Purchasetarian [noun]

pur•chas•e•tar•i•an |ˈpərchəsiˈte(ə)rēən|
a person who does not purchase certain food products, therefore not supporting their production, while preferring others on principle : Qays is still using the meat left in his freezer but as a purchasetarian he won't buy more.
of or relating to the refusal to purchase certain food products, esp. unsustainable meats : a purchasetarian grocery list.
pur•chas•e•tar•i•an•ism |-ˌnizəm| noun
ORIGIN early 21st cent.: formed irregularly from purchase + vegetarian .
RELATED TO: Ethical Consumerism.

The film Food, Inc. makes a very strong argument for Americans to become vegetarian or at least reduce meat consumption. We really are wasting so much oil and putting ourselves (and our Earth) at risk to feed our meat addiction.
I originally watched the movie for my Biology and the Human Predicament class just a few weeks ago. While rewatching for parts I missed, and coincidentally eating a veggie bowl from Chipotle, the argument set in. While I have admittedly eaten meat since, I have not purchased any since earlier that day. I vowed not to purchase conventional meat or fish products.
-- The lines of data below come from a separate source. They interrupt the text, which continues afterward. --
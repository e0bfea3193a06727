//! Theme, language and display preferences

use std::fmt;
use std::str::FromStr;

use serde::{Deserialize, Serialize};

#[derive(Debug, Clone, Copy, PartialEq, Eq, Hash, Default, Serialize, Deserialize)]
#[serde(rename_all = "lowercase")]
pub enum Theme {
    #[default]
    Light,
    Dark,
}

impl Theme {
    pub fn as_str(&self) -> &'static str {
        match self {
            Theme::Light => "light",
            Theme::Dark => "dark",
        }
    }

    /// The other theme (there is no third state)
    pub fn toggled(self) -> Self {
        match self {
            Theme::Light => Theme::Dark,
            Theme::Dark => Theme::Light,
        }
    }

    pub fn from_dark_flag(dark: bool) -> Self {
        if dark {
            Theme::Dark
        } else {
            Theme::Light
        }
    }
}

impl fmt::Display for Theme {
    fn fmt(&self, f: &mut fmt::Formatter<'_>) -> fmt::Result {
        f.write_str(self.as_str())
    }
}

impl FromStr for Theme {
    type Err = String;

    fn from_str(s: &str) -> Result<Self, Self::Err> {
        match s.trim() {
            "light" => Ok(Theme::Light),
            "dark" => Ok(Theme::Dark),
            other => Err(format!("unknown theme: {other}")),
        }
    }
}

#[derive(Debug, Clone, Copy, PartialEq, Eq, Default, Serialize, Deserialize)]
#[serde(rename_all = "lowercase")]
pub enum FontSize {
    Small,
    #[default]
    Medium,
    Large,
}

#[derive(Debug, Clone, Copy, PartialEq, Eq, Default, Serialize, Deserialize)]
pub enum TimeFormat {
    #[serde(rename = "12h")]
    TwelveHour,
    #[default]
    #[serde(rename = "24h")]
    TwentyFourHour,
}

#[derive(Debug, Clone, Copy, PartialEq, Eq, Default, Serialize, Deserialize)]
#[serde(rename_all = "lowercase")]
pub enum MessageWidth {
    Narrow,
    #[default]
    Normal,
    Wide,
}

/// Display preferences, persisted JSON-encoded under the `preferences` key.
///
/// Every field has a serde default so partially stored records still load.
#[derive(Debug, Clone, PartialEq, Eq, Serialize, Deserialize)]
#[serde(default)]
pub struct Preferences {
    pub sounds: bool,
    pub desktop_notifications: bool,
    pub message_previews: bool,
    pub enter_to_send: bool,
    pub show_timestamps: bool,
    pub compact_mode: bool,
    pub show_avatars: bool,
    pub animations: bool,
    pub auto_play_media: bool,
    pub link_previews: bool,
    pub typing_indicators: bool,
    pub read_receipts: bool,
    pub spell_check: bool,
    pub emoji_suggestions: bool,
    pub markdown: bool,
    pub auto_scroll: bool,
    pub ai_suggestions: bool,
    pub font_size: FontSize,
    pub time_format: TimeFormat,
    pub message_width: MessageWidth,
}

impl Default for Preferences {
    fn default() -> Self {
        Self {
            sounds: true,
            desktop_notifications: true,
            message_previews: true,
            enter_to_send: true,
            show_timestamps: true,
            compact_mode: false,
            show_avatars: true,
            animations: true,
            auto_play_media: false,
            link_previews: true,
            typing_indicators: true,
            read_receipts: true,
            spell_check: true,
            emoji_suggestions: true,
            markdown: true,
            auto_scroll: true,
            ai_suggestions: true,
            font_size: FontSize::Medium,
            time_format: TimeFormat::TwentyFourHour,
            message_width: MessageWidth::Normal,
        }
    }
}

/// Partial preferences update; only the supplied fields change
#[derive(Debug, Clone, Default, PartialEq, Eq, Serialize, Deserialize)]
#[serde(default)]
pub struct PreferencesPatch {
    #[serde(skip_serializing_if = "Option::is_none")]
    pub sounds: Option<bool>,
    #[serde(skip_serializing_if = "Option::is_none")]
    pub desktop_notifications: Option<bool>,
    #[serde(skip_serializing_if = "Option::is_none")]
    pub message_previews: Option<bool>,
    #[serde(skip_serializing_if = "Option::is_none")]
    pub enter_to_send: Option<bool>,
    #[serde(skip_serializing_if = "Option::is_none")]
    pub show_timestamps: Option<bool>,
    #[serde(skip_serializing_if = "Option::is_none")]
    pub compact_mode: Option<bool>,
    #[serde(skip_serializing_if = "Option::is_none")]
    pub show_avatars: Option<bool>,
    #[serde(skip_serializing_if = "Option::is_none")]
    pub animations: Option<bool>,
    #[serde(skip_serializing_if = "Option::is_none")]
    pub auto_play_media: Option<bool>,
    #[serde(skip_serializing_if = "Option::is_none")]
    pub link_previews: Option<bool>,
    #[serde(skip_serializing_if = "Option::is_none")]
    pub typing_indicators: Option<bool>,
    #[serde(skip_serializing_if = "Option::is_none")]
    pub read_receipts: Option<bool>,
    #[serde(skip_serializing_if = "Option::is_none")]
    pub spell_check: Option<bool>,
    #[serde(skip_serializing_if = "Option::is_none")]
    pub emoji_suggestions: Option<bool>,
    #[serde(skip_serializing_if = "Option::is_none")]
    pub markdown: Option<bool>,
    #[serde(skip_serializing_if = "Option::is_none")]
    pub auto_scroll: Option<bool>,
    #[serde(skip_serializing_if = "Option::is_none")]
    pub ai_suggestions: Option<bool>,
    #[serde(skip_serializing_if = "Option::is_none")]
    pub font_size: Option<FontSize>,
    #[serde(skip_serializing_if = "Option::is_none")]
    pub time_format: Option<TimeFormat>,
    #[serde(skip_serializing_if = "Option::is_none")]
    pub message_width: Option<MessageWidth>,
}

macro_rules! merge_fields {
    ($target:expr, $patch:expr, $($field:ident),+ $(,)?) => {
        $(
            if let Some(value) = $patch.$field {
                $target.$field = value;
            }
        )+
    };
}

impl Preferences {
    /// Shallow merge: overwrite exactly the fields present in `patch`
    pub fn merge(&mut self, patch: PreferencesPatch) {
        merge_fields!(
            self,
            patch,
            sounds,
            desktop_notifications,
            message_previews,
            enter_to_send,
            show_timestamps,
            compact_mode,
            show_avatars,
            animations,
            auto_play_media,
            link_previews,
            typing_indicators,
            read_receipts,
            spell_check,
            emoji_suggestions,
            markdown,
            auto_scroll,
            ai_suggestions,
            font_size,
            time_format,
            message_width,
        );
    }

    /// Decode a stored record
    pub fn from_json(raw: &str) -> Result<Self, serde_json::Error> {
        serde_json::from_str(raw)
    }

    pub fn to_json(&self) -> String {
        // A struct of bools and unit enums always serializes
        serde_json::to_string(self).unwrap_or_else(|_| "{}".to_string())
    }
}

/// Preferences fetched from the user's remote account
#[derive(Debug, Clone, Default, PartialEq, Eq, Serialize, Deserialize)]
#[serde(default)]
pub struct RemotePreferences {
    pub dark_mode: Option<bool>,
}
I say conventional because it may be possible to justify eating sustainable pasture-raised meats and Marine Stewardship Council certified sustainable seafood. Unfortunately there doesn't seem to be much research as to whether the impact would be greater by avoiding meats entirely or supporting the better choice through positive buying of only "sustainable" meats. On top of that is the problem of determining what really is sustainable with all the different marketing and labeling. For now, I will just continue to avoid meats.
As for my pesceterian friend, eating fish in no way absolves you. The world's fish supply is dwindling and we are not lowering our consumption. In many ways our harvesting of the ocean is as damaging or even more so than land-based meat production, as can be seen in the film The End of the Line. For you, I recommend checking out Seafood Watch by Monterey Bay Aquarium.

Overall though, it's great that more places are selling sustainable food products and giving people the option to go purchasetarian.